This song is in Irish, a Celtic language. There ar about six extant Celtic languages: Irish, Manx, and Scotch Gaelic (Goidelic); and Welsh, Cornish, and Breton (Brythonic). All of these languages ar in danger of dying out. However, Celtic languages wer once widely spoken, including in Continental Europe, and even in Turkey. E.g. Gaulish, Celtiberian, Lepontic, Noric, and Galatian (spoken in Turkey). I am planning an alternate history, CeltWorld, where the Celts prevail, and the Celtic languages remain widely spoken.

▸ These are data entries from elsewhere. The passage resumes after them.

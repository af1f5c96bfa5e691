//! Input loading shared by the filter commands.

use std::fs;
use std::io::{self, Read};
use std::path::{Path, PathBuf};

use fleetql_catalogs::Catalog;
use fleetql_lib::macros::{FixedClock, MacroSource, NoMacros, TimestampMacros};
use fleetql_lib::parser;
use fleetql_lib::{BoundFilter, ConfigError, Diagnostics, EngineConfig, Filter, FilterError, Generation};

/// Filter text plus everything needed to bind it.
pub struct FilterInput {
    pub filter_text: Option<String>,
    pub filter_path: Option<PathBuf>,
    pub entity: String,
    pub config_path: Option<PathBuf>,
    pub generation: Option<Generation>,
    pub now: Option<i64>,
    pub expand_macros: bool,
    pub color: bool,
}

#[derive(Debug, thiserror::Error)]
pub enum InputError {
    #[error("filter is required: use a positional argument or -f/--file")]
    MissingFilter,

    #[error("failed to read '{path}': {source}")]
    Read {
        path: String,
        #[source]
        source: io::Error,
    },

    #[error(transparent)]
    Config(#[from] ConfigError),

    #[error("unknown entity type '{0}'")]
    UnknownEntity(String),

    #[error("--now {0} is out of range")]
    InvalidNow(i64),
}

/// Filter text from the positional argument, a file, or stdin (`-`).
pub fn load_filter(text: Option<&str>, path: Option<&Path>) -> Result<String, InputError> {
    if let Some(text) = text {
        return Ok(text.to_owned());
    }
    match path {
        Some(path) if path.as_os_str() == "-" => {
            let mut buf = String::new();
            io::stdin()
                .read_to_string(&mut buf)
                .map_err(|source| InputError::Read {
                    path: "<stdin>".to_string(),
                    source,
                })?;
            Ok(trim_line_end(buf))
        }
        Some(path) => fs::read_to_string(path)
            .map(trim_line_end)
            .map_err(|source| InputError::Read {
                path: path.display().to_string(),
                source,
            }),
        None => Err(InputError::MissingFilter),
    }
}

/// Files usually end with a newline that is not part of the filter.
fn trim_line_end(mut text: String) -> String {
    let len = text.trim_end_matches(['\r', '\n']).len();
    text.truncate(len);
    text
}

pub fn load_config(path: Option<&Path>, generation: Option<Generation>) -> Result<EngineConfig, InputError> {
    let config = match path {
        Some(path) => EngineConfig::from_path(path)?,
        None => EngineConfig::default(),
    };
    Ok(match generation {
        Some(generation) => config.with_generation(generation),
        None => config,
    })
}

pub fn resolve_catalog(entity: &str) -> Result<Catalog, InputError> {
    fleetql_catalogs::from_name(entity).ok_or_else(|| InputError::UnknownEntity(entity.to_string()))
}

/// Everything a filter command needs after loading its input.
pub struct Loaded {
    pub text: String,
    pub catalog: Catalog,
    pub config: EngineConfig,
    pub macros: Box<dyn MacroSource>,
    /// Shown above rendered diagnostics when the filter came from a file.
    pub origin: Option<String>,
    pub color: bool,
}

impl Loaded {
    pub fn from_input(input: &FilterInput) -> Result<Self, InputError> {
        let text = load_filter(input.filter_text.as_deref(), input.filter_path.as_deref())?;
        let catalog = resolve_catalog(&input.entity)?;
        let config = load_config(input.config_path.as_deref(), input.generation)?;
        let macros: Box<dyn MacroSource> = match (input.expand_macros, input.now) {
            (false, _) => Box::new(NoMacros),
            (true, Some(millis)) => {
                let clock = FixedClock::from_millis(millis).ok_or(InputError::InvalidNow(millis))?;
                Box::new(TimestampMacros::with_clock(config.polling, clock))
            }
            (true, None) => Box::new(TimestampMacros::new(config.polling)),
        };
        tracing::debug!(
            entity = catalog.entity(),
            generation = %config.generation,
            macros = input.expand_macros,
            "loaded filter input"
        );
        Ok(Self {
            text,
            catalog,
            config,
            macros,
            origin: input.filter_path.as_ref().map(|p| p.display().to_string()),
            color: input.color,
        })
    }

    /// Load or exit with the error on stderr.
    pub fn or_exit(input: &FilterInput) -> Self {
        Self::from_input(input).unwrap_or_else(|err| {
            eprintln!("error: {err}");
            if matches!(err, InputError::UnknownEntity(_)) {
                eprintln!();
                eprintln!("Run 'fleetql catalogs' for the full list.");
            }
            std::process::exit(1);
        })
    }

    pub fn parse(&self) -> Result<Filter, FilterError> {
        Filter::parse_with_macros(&self.text, self.macros.as_ref(), &self.config)
    }

    /// Parse or exit with rendered diagnostics. Error ranges refer to the
    /// expanded text, so that is what gets rendered. Syntax errors show every
    /// diagnostic the tolerant parse found, not only the first.
    pub fn parse_or_exit(&self) -> Filter {
        self.parse().unwrap_or_else(|err| {
            let source = expanded(&self.text, self.macros.as_ref());
            let diagnostics = if err.is_syntax() {
                parser::check(&source, &self.config)
            } else {
                err.to_diagnostics()
            };
            self.exit_with(&diagnostics, &source)
        })
    }

    pub fn bind_or_exit<'a>(&'a self, filter: &Filter) -> BoundFilter<'a> {
        filter
            .bind(&self.catalog)
            .unwrap_or_else(|err| self.exit_with(&err.to_diagnostics(), filter.text()))
    }

    fn exit_with(&self, diagnostics: &Diagnostics, source: &str) -> ! {
        let mut printer = diagnostics.filtered_printer(source).colored(self.color);
        if let Some(origin) = &self.origin {
            printer = printer.origin(origin);
        }
        eprint!("{}", printer.render());
        std::process::exit(1);
    }
}

/// Text the filter error ranges refer to.
pub fn expanded(text: &str, macros: &dyn MacroSource) -> String {
    fleetql_lib::macros::resolve(text, macros)
}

Interesting idea. I would read it. Aye, Boudicca repelled the Romans, and there were certainly large Gaulish and Iberian Celtic populations. A couple of different strategic decisions, and the Celts might have owned most of central Europe, maybe more. They were great sailors, they could have expanded into the orient, or reached the Americas before the Scandinavians. It's got possibilities. I look forward to seeing what you do with this idea. There's an odd sci-fi titled "1491" that you might look at.
Galician is also Celtic
i am too
This song is in Breton, not Irish. Both are Celtic languages but they aren’t the same.
I speak Irish fluently, this is Irish, not Breton@@nbenefiel
I remember someone singing this song some 7 years ago and the melody + some words have been stuck in my head ever since. Not knowing enough Gaeilge, I never managed to find it online. Thank you so much for sharing, my heart did a little dance when it recognised it!
My great grandmother use to sing this to me. Instantly recognized the melody.
Sorry to be so offtopic but does any of you know of a tool to log back into an Instagram account??
I somehow lost the account password. I would love any tricks you can offer me
Love that!
I knew all the words and was really confused. I must have learned this in Primary school and its been buried somewhere in the back of my brain! So nice to hear again 😊😊
Same
I learnt this as a child in the Gaelscoil but through the years it just got lost in my memories. This was such nostalgia stumbling onto this! Before the song even began, I read Beidh Aonach Amarach in the description and it brought these memories flooding back. Thank you!
Wow, nice rendition. This is the slowest and most relaxed I've heard this song, but it still fits.
Emily Whaley Wait, this is slow?!
Dolphin Song Dolphin Song Well, I was introduced to this song by the group Gaelic Storm, under the name "Beidh aonach amárach" and I suppose the pace is around the same, but this version is far more laid back, to me at least. Galeic storm's is more energetic. It's difficult to explain, just that this version sounds far more like a lullaby.
ua-cam.com/video/ZbJ9CbmxqGY/v-deo.html
Wait, this song gets FASTER? I could barely understand the child in THIS one! looks like I need to learn one hell of a lot more.
This version actually has faster tempo than Gaelic Storm's Beidh Aonach Amárach. What makes GS sound more punchy is the instruments they use :)
@@emilyb5307 Don't forget Altan's version of it!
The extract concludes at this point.